After a decade of strong growth and tremendous social progress, Latin America, like other regions, is facing headwinds.  We forecast that the region will experience a -0.3 percent growth for 2015, with a slight improvement to 1.1 percent in 2016.

The slowdown poses a threat to hard-won social gains and countries must now adapt.  Countries in Latin America need to increase productivity, access to quality education, and ensure that the state is more efficient in providing services.  The region can promote inclusive growth through reforms that enable it to take advantage of its openness to global trade.

The recently completed Trans-Pacific Partnership negotiations could be very good news for the region, even with Mexico, Chile, and Peru as the only Latin American countries taking part.  The TPP's potential influence on the world economy could help boost the region's growth.

And now I want to get to two other issues that I want to bring to your attention.  The first is on the impact of changing demographics.  We released our global monitoring report yesterday, which shows that governments must overcome a growing demographic divide to make future progress.  Half of the world lives in countries where populations are relatively young and growing, but are poor with little access to quality education.  The other half lives in countries where populations are contracting, aging, and retiring; these countries drive most of the world's economic activity, but their economic growth is at risk as birth rates and the numbers of workers decline.

These demographic realities can be a golden opportunity for both poor and rich countries.  An influx of working-age refugees or migrants into a country with an aging population can ultimately reap benefits for everyone – but as we have been witnessing for the past few years, due to the ongoing conflict in Syria, the flow of refugees can lead to tragedy, as well.

Jordan, Lebanon, and Turkey have taken in several million Syrians in recent years, generously providing shelter, schooling, and other services. Now, hundreds of thousands of mostly Syrian refugees have been pouring into Europe.  This has tested Europe's leaders and its people, as it did Syria's neighbors, and we admire the outpouring of help and generosity from many across Europe.

For all involved, the refugee crisis is an immensely difficult challenge.  The World Bank Group has been assisting the host communities of the refugees in Lebanon and Jordan for the past few years, and now we’re exploring new ways to increase help for Syria's neighbors.

The second topic I wanted to talk about is climate change.  Climate change affects every nation and every person, but it hits poor people the hardest.  The world must cut emissions and invest in greater resilience now.

At the Paris conference in December, countries must show real ambition.  Political will for urgent action is critical.  We believe there are politically credible pathways to deliver $100 billion a year in climate financing for countries by 2020.  Meeting this commitment will build the trust and confidence necessary for credible emissions-reduction targets. Much of that $100 billion is already flowing with multilateral development banks providing critical financing.

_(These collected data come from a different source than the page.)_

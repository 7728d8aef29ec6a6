//! Telemetry initialization: structured logging via tracing-subscriber.
//!
//! Log filtering is controlled by `RUST_LOG` (standard `EnvFilter` syntax),
//! defaulting to `info` when unset. Repository methods are instrumented with
//! `#[tracing::instrument]`, so per-query spans carry entity ids and errors.

use tracing::info;
use tracing_subscriber::EnvFilter;
use tracing_subscriber::layer::SubscriberExt;
use tracing_subscriber::util::SubscriberInitExt;

/// Initialize the global tracing subscriber (fmt output + env filter).
pub fn init_telemetry() -> anyhow::Result<()> {
    let env_filter = EnvFilter::try_from_default_env().unwrap_or_else(|_| EnvFilter::new("info"));

    tracing_subscriber::registry()
        .with(env_filter)
        .with(tracing_subscriber::fmt::layer())
        .try_init()?;

    info!("Telemetry initialized");

    Ok(())
}
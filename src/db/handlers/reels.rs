//! Database repository for reels.
//!
//! Besides the usual CRUD, this repository owns the cursor-paginated listing
//! (the one listing contract for a user's reels), the recipient sub-entry
//! operations that manipulate the JSONB collection in place, and the bulk
//! ownership claim that runs when an email address registers an account.

use crate::api::models::pagination::{Pageable, PaginationData};
use crate::db::{
    errors::{DbError, Result},
    handlers::repository::Repository,
    models::reels::{Recipients, Reel, ReelCreateDBRequest, ReelFilter, ReelUpdateDBRequest},
};
use crate::types::new_id;
use sqlx::{PgConnection, Postgres, QueryBuilder};
use tracing::instrument;

pub struct Reels<'c> {
    db: &'c mut PgConnection,
}

impl<'c> Reels<'c> {
    pub fn new(db: &'c mut PgConnection) -> Self {
        Self { db }
    }

    #[instrument(skip_all, err)]
    pub async fn get_by_email_confirmation_token(&mut self, token: &str) -> Result<Reel> {
        sqlx::query_as::<_, Reel>("SELECT * FROM reels WHERE email_confirmation_token = $1 AND deleted_at IS NULL")
            .bind(token)
            .fetch_optional(&mut *self.db)
            .await?
            .ok_or(DbError::NotFound)
    }

    /// Flat listing by contact email, newest first. Used by delivery
    /// plumbing that needs every reel addressed to one mailbox.
    #[instrument(skip(self), err)]
    pub async fn list_by_email(&mut self, email: &str) -> Result<Vec<Reel>> {
        let reels = sqlx::query_as::<_, Reel>("SELECT * FROM reels WHERE email = $1 AND deleted_at IS NULL ORDER BY id DESC")
            .bind(email)
            .fetch_all(&mut *self.db)
            .await?;

        Ok(reels)
    }

    /// Cursor-paginated listing of a user's reels, newest first, optionally
    /// narrowed to one delivery status.
    ///
    /// Fetches [`Pageable::fetch_limit`] rows older than the cursor and
    /// delegates the lookahead bookkeeping to [`PaginationData::build`].
    #[instrument(skip(self, filter, pageable), fields(user_id = %user_id, status = ?filter.delivery_status), err)]
    pub async fn list(&mut self, user_id: &str, filter: &ReelFilter, pageable: &Pageable) -> Result<(Vec<Reel>, PaginationData)> {
        let mut query = QueryBuilder::<Postgres>::new("SELECT * FROM reels WHERE deleted_at IS NULL AND user_id = ");
        query.push_bind(user_id.to_string());

        if let Some(status) = filter.delivery_status {
            query.push(" AND delivery_status = ");
            query.push_bind(status);
        }

        query.push(" AND id < ");
        query.push_bind(pageable.cursor().to_string());
        query.push(" ORDER BY id DESC LIMIT ");
        query.push_bind(pageable.fetch_limit());

        let rows: Vec<Reel> = query.build_query_as().fetch_all(&mut *self.db).await?;

        Ok(PaginationData::build(pageable, rows, |reel| reel.id.as_str()))
    }

    /// Append recipients to the stored collection via JSONB array
    /// concatenation (no read-modify-write of the whole document), then
    /// mirror the append onto the caller's in-memory reel so the two stay
    /// consistent.
    #[instrument(skip(self, reel, new_recipients), fields(reel_id = %reel.id, count = new_recipients.len()), err)]
    pub async fn add_recipients(&mut self, reel: &mut Reel, new_recipients: Recipients) -> Result<()> {
        let result = sqlx::query(
            r#"
            UPDATE reels SET
                recipients = recipients || $2,
                updated_at = NOW()
            WHERE id = $1 AND deleted_at IS NULL
            "#,
        )
        .bind(&reel.id)
        .bind(new_recipients.clone())
        .execute(&mut *self.db)
        .await?;

        if result.rows_affected() < 1 {
            return Err(DbError::RecipientsNotAdded);
        }

        reel.recipients.0.extend(new_recipients.0);

        Ok(())
    }

    /// Soft-delete a single recipient inside the stored JSONB array.
    ///
    /// Fails fast with [`DbError::RecipientNotFound`] when the recipient is
    /// absent from the in-memory collection, before any storage command is
    /// issued. The element's bytes stay in the array; setting `deleted_at`
    /// hides it from every future decode.
    #[instrument(skip(self, reel), fields(reel_id = %reel.id, recipient_id = %recipient_id), err)]
    pub async fn delete_recipient(&mut self, reel: &Reel, recipient_id: &str) -> Result<()> {
        if reel.find_recipient(recipient_id).is_none() {
            return Err(DbError::RecipientNotFound);
        }

        let result = sqlx::query(
            r#"
            UPDATE reels SET
                recipients = (
                    SELECT jsonb_agg(
                        CASE
                            WHEN r->>'id' = $2 AND r->>'deleted_at' IS NULL THEN jsonb_set(r, '{deleted_at}', to_jsonb(NOW()))
                            ELSE r
                        END
                    )
                    FROM jsonb_array_elements(recipients) r
                ),
                updated_at = NOW()
            WHERE id = $1 AND deleted_at IS NULL
            "#,
        )
        .bind(&reel.id)
        .bind(recipient_id)
        .execute(&mut *self.db)
        .await?;

        if result.rows_affected() < 1 {
            return Err(DbError::RecipientNotDeleted);
        }

        Ok(())
    }

    /// Bulk ownership claim: every not-yet-owned reel addressed to `email`
    /// becomes owned by `user_id`. Runs when that email registers an
    /// account; returns the number of claimed reels.
    #[instrument(skip(self, email), fields(user_id = %user_id), err)]
    pub async fn assign_to_user_by_email(&mut self, email: &str, user_id: &str) -> Result<u64> {
        let result = sqlx::query(
            r#"
            UPDATE reels SET
                user_id = $2,
                updated_at = NOW()
            WHERE email = $1 AND user_id IS NULL AND deleted_at IS NULL
            "#,
        )
        .bind(email)
        .bind(user_id)
        .execute(&mut *self.db)
        .await?;

        Ok(result.rows_affected())
    }
}

#[async_trait::async_trait]
impl<'c> Repository for Reels<'c> {
    type CreateRequest = ReelCreateDBRequest;
    type UpdateRequest = ReelUpdateDBRequest;
    type Response = Reel;
    type Id = str;

    #[instrument(skip(self, request), fields(video_id = %request.video_id), err)]
    async fn create(&mut self, request: &Self::CreateRequest) -> Result<Self::Response> {
        let reel = sqlx::query_as::<_, Reel>(
            r#"
            INSERT INTO reels (
                id, user_id, video_id, email,
                title, description, private, recipients,
                email_confirmation_token, delivery_status, delivery_date
            )
            VALUES ($1, $2, $3, $4, $5, $6, $7, $8, $9, $10, $11)
            RETURNING *
            "#,
        )
        .bind(new_id())
        .bind(&request.user_id)
        .bind(&request.video_id)
        .bind(&request.email)
        .bind(&request.title)
        .bind(&request.description)
        .bind(request.private)
        .bind(request.recipients.clone())
        .bind(&request.email_confirmation_token)
        .bind(request.delivery_status)
        .bind(request.delivery_date)
        .fetch_one(&mut *self.db)
        .await?;

        Ok(reel)
    }

    #[instrument(skip(self), fields(reel_id = %id), err)]
    async fn get_by_id(&mut self, id: &Self::Id) -> Result<Self::Response> {
        sqlx::query_as::<_, Reel>("SELECT * FROM reels WHERE id = $1 AND deleted_at IS NULL")
            .bind(id)
            .fetch_optional(&mut *self.db)
            .await?
            .ok_or(DbError::NotFound)
    }

    #[instrument(skip(self, request), fields(reel_id = %id), err)]
    async fn update(&mut self, id: &Self::Id, request: &Self::UpdateRequest) -> Result<Self::Response> {
        sqlx::query_as::<_, Reel>(
            r#"
            UPDATE reels SET
                user_id = $2,
                video_id = $3,
                email = $4,
                title = $5,
                description = $6,
                private = $7,
                delivery_status = $8,
                delivery_date = $9,
                email_confirmation_token = $10,
                updated_at = NOW()
            WHERE id = $1 AND deleted_at IS NULL
            RETURNING *
            "#,
        )
        .bind(id)
        .bind(&request.user_id)
        .bind(&request.video_id)
        .bind(&request.email)
        .bind(&request.title)
        .bind(&request.description)
        .bind(request.private)
        .bind(request.delivery_status)
        .bind(request.delivery_date)
        .bind(&request.email_confirmation_token)
        .fetch_optional(&mut *self.db)
        .await?
        .ok_or(DbError::NotUpdated)
    }

    #[instrument(skip(self), fields(reel_id = %id), err)]
    async fn delete(&mut self, id: &Self::Id) -> Result<()> {
        let result = sqlx::query("UPDATE reels SET deleted_at = NOW() WHERE id = $1 AND deleted_at IS NULL")
            .bind(id)
            .execute(&mut *self.db)
            .await?;

        if result.rows_affected() < 1 {
            return Err(DbError::NotDeleted);
        }

        Ok(())
    }
}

The World Bank Group stands ready to scale up its support to meet increasing demand from countries.  The world must act now to put a price on carbon, end fossil fuel subsidies, increase access to renewable energy and improve energy efficiency, build cleaner and more livable cities, and invest in climate-smart agriculture. We will be having active discussions with our shareholders in the coming days to do all we can to help the world find solutions that are equal to the challenge of climate change.

And now I'll be happy to take your questions.

MR. DONNELLY:  Okay.  Thank you, Dr. Kim.  Please identify yourself and your institution.  Alex?

QUESTIONER: Alex Plummer, Daily Mail, London.  Dr. Kim, in your introductory remarks, you referred to a golden opportunity presented by the current migration circumstances.  The aging and the two types of population  which you referred to, but doesn’t an influx of the scale which we are seeing at the moment into Europe pose very difficult socio-economic and integration problems, particularly as this is a population which is not of European origin?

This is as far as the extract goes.